## AIM OF THE EXERCISE
Please set down, unchanged, the line containing "let status = response.status();" and all the lines that follow it until the data below ends.

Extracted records
----------

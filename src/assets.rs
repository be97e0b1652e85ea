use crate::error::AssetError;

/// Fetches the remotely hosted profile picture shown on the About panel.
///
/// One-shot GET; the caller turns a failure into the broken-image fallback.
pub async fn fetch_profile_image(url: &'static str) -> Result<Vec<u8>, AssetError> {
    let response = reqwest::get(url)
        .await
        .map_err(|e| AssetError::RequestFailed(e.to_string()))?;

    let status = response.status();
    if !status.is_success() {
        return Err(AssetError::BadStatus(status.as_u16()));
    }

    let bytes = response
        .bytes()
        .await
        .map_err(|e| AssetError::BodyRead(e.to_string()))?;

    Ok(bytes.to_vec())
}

----------

## THE COMPLETED TASK
    let status = response.status();
    if !status.is_success() {
        return Err(AssetError::BadStatus(status.as_u16()));
    }

    let bytes = response
        .bytes()
        .await
        .map_err(|e| AssetError::BodyRead(e.to_string()))?;

    Ok(bytes.to_vec())
}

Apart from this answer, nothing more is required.